* Dataset entries *
• • • •
// Licensed to the Apache Software Foundation (ASF) under one
// or more contributor license agreements.  See the NOTICE file
// distributed with this work for additional information
// regarding copyright ownership.  The ASF licenses this file
// to you under the Apache License, Version 2.0 (the
// "License"); you may not use this file except in compliance
// with the License.  You may obtain a copy of the License at
//
//   http://www.apache.org/licenses/LICENSE-2.0
//
// Unless required by applicable law or agreed to in writing,
// software distributed under the License is distributed on an
// "AS IS" BASIS, WITHOUT WARRANTIES OR CONDITIONS OF ANY
// KIND, either express or implied.  See the License for the
// specific language governing permissions and limitations
// under the License.
//! Node-wide registry of MPP tasks.
//!
//! Responsibilities:
//! - Maps each query (keyed by start ts) to its task set and owns those sets.
//! - Registers and unregisters tasks, delegating admission to `MinTsoScheduler`.
//! - Aborts queries, propagating cancellation to admitted and waiting tasks.
//! - Serves tunnel lookups that may race with local task registration.
//!
//! Key exported interfaces:
//! - Types: `MppTaskManager`.
//! - Functions: `mpp_task_manager`.
//!
//! All state sits behind one mutex, and a single condition variable is
//! broadcast on every mutation. Blocking calls loop on that condition variable
//! and re-check their predicate after each wake-up.

use std::collections::HashMap;
use std::fmt;
use std::sync::{Arc, Condvar, Mutex, MutexGuard, OnceLock};
use std::time::{Duration, Instant};

use super::aborted_queries::AbortedQueryCache;
use super::min_tso_scheduler::MinTsoScheduler;
use super::mpp_error::MppTaskError;
use super::mpp_task::{AbortType, MppTask, MppTaskId};
use super::mpp_tunnel::{EstablishMppConnectionRequest, MppTunnel};
use super::query_task_set::{QueryTaskSet, QueryTaskSetSnapshot, RemovedTask, TaskEntry};
use crate::novarocks_logging::{debug, info, warn};

struct MppTaskManagerInner {
    queries: HashMap<u64, QueryTaskSet>,
    scheduler: MinTsoScheduler,
    aborted: AbortedQueryCache,
}

impl MppTaskManagerInner {
    fn aborting_error(&self, query_id: u64) -> Option<MppTaskError> {
        let reason = match self.queries.get(&query_id) {
            Some(set) if set.aborting => set.error_reason.as_str(),
            Some(_) => return None,
            None => self.aborted.reason(query_id)?,
        };
        Some(MppTaskError::QueryAborting {
            query_id,
            reason: reason.to_string(),
        })
    }

    fn schedule_waiting(&mut self) {
        let admitted = self.scheduler.schedule_waiting_queries(&mut self.queries);
        if !admitted.is_empty() {
            debug!(
                "admitted waiting tasks {:?}, estimated_thread_usage={}",
                admitted,
                self.scheduler.estimated_thread_usage()
            );
        }
    }
}

pub struct MppTaskManager {
    inner: Mutex<MppTaskManagerInner>,
    cv: Condvar,
}

impl MppTaskManager {
    pub fn new(scheduler: MinTsoScheduler) -> Self {
        Self::with_aborted_cache(scheduler, AbortedQueryCache::from_config())
    }

    pub fn with_aborted_cache(scheduler: MinTsoScheduler, aborted: AbortedQueryCache) -> Self {
        Self {
            inner: Mutex::new(MppTaskManagerInner {
                queries: HashMap::new(),
                scheduler,
                aborted,
            }),
            cv: Condvar::new(),
        }
    }

    pub fn from_config() -> Self {
        Self::new(MinTsoScheduler::from_config())
    }

    fn lock(&self) -> MutexGuard<'_, MppTaskManagerInner> {
        self.inner.lock().expect("mpp task manager lock")
    }

    /// Registers `task` and asks the scheduler whether it may start.
    ///
    /// Returns `Ok(true)` when the task was admitted and `Ok(false)` when it was
    /// queued behind other work; the caller then waits in
    /// [`MppTaskManager::wait_until_task_scheduled`].
    pub fn register_task(&self, task: Arc<dyn MppTask>) -> Result<bool, MppTaskError> {
        let entry = TaskEntry::new(task);
        let task_id = entry.id();
        let query_id = task_id.query_id();

        let mut guard = self.lock();
        let inner = &mut *guard;
        if let Some(err) = inner.aborting_error(query_id) {
            debug!("reject task {} registration: query is aborting", task_id);
            return Err(err);
        }
        let set = inner.queries.entry(query_id).or_insert_with(QueryTaskSet::new);
        if set.contains(&task_id) {
            return Err(MppTaskError::DuplicateTask { task_id });
        }
        let admitted = match inner.scheduler.try_to_schedule(task_id, entry.needed_threads) {
            Ok(admitted) => admitted,
            Err(err) => {
                if set.is_empty() {
                    inner.queries.remove(&query_id);
                }
                return Err(err);
            }
        };
        if admitted {
            set.admit(entry);
        } else {
            set.push_waiting(entry);
        }
        inner.scheduler.refresh_query(query_id, Some(&*set));
        debug!(
            "register task {}: admitted={} estimated_thread_usage={}",
            task_id,
            admitted,
            inner.scheduler.estimated_thread_usage()
        );
        drop(guard);
        self.cv.notify_all();
        Ok(admitted)
    }

    /// Removes a finished or failed task and hands its threads to waiting tasks.
    pub fn unregister_task(&self, task_id: &MppTaskId) -> Result<(), MppTaskError> {
        let query_id = task_id.query_id();
        let mut guard = self.lock();
        let inner = &mut *guard;
        let Some(set) = inner.queries.get_mut(&query_id) else {
            return Err(MppTaskError::not_found(format!(
                "can't find query {} when unregistering task {}",
                query_id, task_id
            )));
        };
        let Some(removed) = set.remove(task_id) else {
            return Err(MppTaskError::not_found(format!(
                "task {} is not registered",
                task_id
            )));
        };
        if let RemovedTask::Admitted(entry) = &removed {
            inner.scheduler.release_threads(entry.needed_threads);
        }
        let now_empty = set.is_empty();
        inner.scheduler.refresh_query(query_id, Some(&*set));
        if now_empty {
            inner.queries.remove(&query_id);
            debug!("query {} has no tasks left, removed from registry", query_id);
        }
        inner.schedule_waiting();
        debug!(
            "unregister task {}: estimated_thread_usage={}",
            task_id,
            inner.scheduler.estimated_thread_usage()
        );
        drop(guard);
        self.cv.notify_all();
        // The task handle is released outside the lock.
        let (RemovedTask::Admitted(entry) | RemovedTask::Waiting(entry)) = removed;
        drop(entry);
        Ok(())
    }

    /// Aborts every task of `query_id`.
    ///
    /// The first call fixes the reason; repeated calls propagate cancellation
    /// again with that reason. Unknown queries are ignored.
    pub fn abort_mpp_query(&self, query_id: u64, reason: &str, abort_type: AbortType) {
        let mut guard = self.lock();
        let inner = &mut *guard;
        let Some(set) = inner.queries.get_mut(&query_id) else {
            debug!("abort query {} ignored: no task registered", query_id);
            return;
        };
        if set.aborting {
            info!(
                "query {} is already aborting, propagate again: abort_type={}",
                query_id, abort_type
            );
        } else {
            set.aborting = true;
            set.error_reason = reason.to_string();
            inner.aborted.insert(query_id, reason);
            info!(
                "begin to abort query {}: abort_type={} reason={}",
                query_id, abort_type, reason
            );
        }

        let reason = set.error_reason.clone();
        let mut running = 0usize;
        for task in set.admitted_tasks() {
            task.cancel(&reason, abort_type);
            running += 1;
        }
        let drained = set.drain_waiting();
        for entry in &drained {
            entry.task.cancel(&reason, abort_type);
        }

        let now_empty = set.is_empty();
        inner.scheduler.refresh_query(query_id, Some(&*set));
        if now_empty {
            inner.queries.remove(&query_id);
        }
        // Dropping a waiting query may unblock higher query ids.
        inner.schedule_waiting();
        drop(guard);
        self.cv.notify_all();
        info!(
            "finish abort query {}: cancelled {} running and {} waiting tasks",
            query_id,
            running,
            drained.len()
        );
    }

    /// Blocks until `query_id` starts aborting or leaves the registry.
    pub fn wait_until_query_starts_abort(&self, query_id: u64) {
        let mut guard = self.lock();
        while guard
            .queries
            .get(&query_id)
            .is_some_and(|set| !set.aborting)
        {
            guard = self.cv.wait(guard).expect("mpp task manager wait");
        }
    }

    /// Blocks a queued task until the scheduler admits it.
    pub fn wait_until_task_scheduled(
        &self,
        task_id: &MppTaskId,
        timeout: Duration,
    ) -> Result<(), MppTaskError> {
        let query_id = task_id.query_id();
        let deadline = Instant::now() + timeout;
        let mut guard = self.lock();
        loop {
            if let Some(err) = guard.aborting_error(query_id) {
                return Err(err);
            }
            match guard.queries.get(&query_id) {
                Some(set) if set.is_admitted(task_id) => return Ok(()),
                Some(set) if set.contains(task_id) => {}
                _ => {
                    return Err(MppTaskError::not_found(format!(
                        "task {} is not registered",
                        task_id
                    )));
                }
            }
            let now = Instant::now();
            if now >= deadline {
                return Err(MppTaskError::Timeout {
                    task_id: *task_id,
                    timeout,
                });
            }
            let (next, _) = self
                .cv
                .wait_timeout(guard, deadline - now)
                .expect("mpp task manager wait");
            guard = next;
        }
    }

    /// Raw admission check for a task the caller tracks itself.
    ///
    /// On `Ok(true)` the task's threads are reserved and must be handed back with
    /// [`MppTaskManager::release_threads_from_scheduler`]. Such reservations
    /// count against the thread budget only: the query does not join the
    /// min-tso ordering, so it neither holds back other queries nor gains the
    /// burst to the hard limit on later calls.
    pub fn try_to_schedule_task(&self, task: &dyn MppTask) -> Result<bool, MppTaskError> {
        let task_id = task.id();
        let needed_threads = task.needed_threads();
        let mut guard = self.lock();
        if let Some(err) = guard.aborting_error(task_id.query_id()) {
            return Err(err);
        }
        guard.scheduler.try_to_schedule(task_id, needed_threads)
    }

    pub fn release_threads_from_scheduler(&self, threads: usize) {
        let mut guard = self.lock();
        guard.scheduler.release_threads(threads);
        guard.schedule_waiting();
        drop(guard);
        self.cv.notify_all();
    }

    /// Returns the tunnel from the request's sender task to its receiver.
    ///
    /// The sender task may not be registered yet when a remote receiver
    /// connects, so this waits up to `timeout` for it to appear. Fails fast
    /// with the abort reason when the query is aborting.
    pub fn find_tunnel_with_timeout(
        &self,
        request: &EstablishMppConnectionRequest,
        timeout: Duration,
    ) -> Result<Arc<dyn MppTunnel>, MppTaskError> {
        let sender = request.sender_meta;
        let query_id = sender.query_id();
        let start = Instant::now();
        let deadline = start + timeout;
        let mut guard = self.lock();
        let task = loop {
            if let Some(err) = guard.aborting_error(query_id) {
                return Err(err);
            }
            if let Some(task) = guard
                .queries
                .get(&query_id)
                .and_then(|set| set.find_task(&sender))
            {
                break Arc::clone(task);
            }
            let now = Instant::now();
            if now >= deadline {
                warn!(
                    "find tunnel TIMEOUT: {} elapsed={:?} timeout={:?}",
                    request,
                    start.elapsed(),
                    timeout
                );
                return Err(MppTaskError::Timeout {
                    task_id: sender,
                    timeout,
                });
            }
            let (next, _) = self
                .cv
                .wait_timeout(guard, deadline - now)
                .expect("mpp task manager wait");
            guard = next;
        };
        drop(guard);

        task.tunnel(&request.receiver_meta).map_err(|err| {
            MppTaskError::not_found(format!(
                "can't find tunnel ({}): {}",
                request, err
            ))
        })
    }

    pub fn query_snapshot(&self, query_id: u64) -> Option<QueryTaskSetSnapshot> {
        let guard = self.lock();
        guard.queries.get(&query_id).map(|set| set.snapshot(query_id))
    }

    pub fn query_count(&self) -> usize {
        self.lock().queries.len()
    }

    pub fn estimated_thread_usage(&self) -> usize {
        self.lock().scheduler.estimated_thread_usage()
    }
}

impl fmt::Display for MppTaskManager {
    fn fmt(&self, f: &mut fmt::Formatter<'_>) -> fmt::Result {
        let guard = self.lock();
        let min_tso = guard.scheduler.min_tso();
        write!(
            f,
            "MppTaskManager(queries={}, estimated_thread_usage={}, thread_soft_limit={}, min_tso=",
            guard.queries.len(),
            guard.scheduler.estimated_thread_usage(),
            guard.scheduler.thread_soft_limit(),
        )?;
        if min_tso == u64::MAX {
            writeln!(f, "none)")?;
        } else {
            writeln!(f, "{})", min_tso)?;
        }
        let mut query_ids: Vec<u64> = guard.queries.keys().copied().collect();
        query_ids.sort_unstable();
        for query_id in query_ids {
            let snap = guard.queries[&query_id].snapshot(query_id);
            writeln!(
                f,
                "  query {}: aborting={} tasks={} admitted={:?} waiting={:?}",
                snap.query_id,
                snap.aborting,
                snap.task_count(),
                snap.admitted,
                snap.waiting
            )?;
        }
        Ok(())
    }
}

static MPP_TASK_MANAGER: OnceLock<Arc<MppTaskManager>> = OnceLock::new();

/// Process-wide task manager, configured from `[mpp]` on first use.
pub fn mpp_task_manager() -> Arc<MppTaskManager> {
    MPP_TASK_MANAGER
        .get_or_init(|| Arc::new(MppTaskManager::from_config()))
        .clone()
}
• • • •
* WORK TASK *
Transcribe verbatim. Cover the lines from the first line of the entries above to the line containing "licenses this file", inclusive.

* WRITTEN ANSWER *
// Licensed to the Apache Software Foundation (ASF) under one
// or more contributor license agreements.  See the NOTICE file
// distributed with this work for additional information
// regarding copyright ownership.  The ASF licenses this file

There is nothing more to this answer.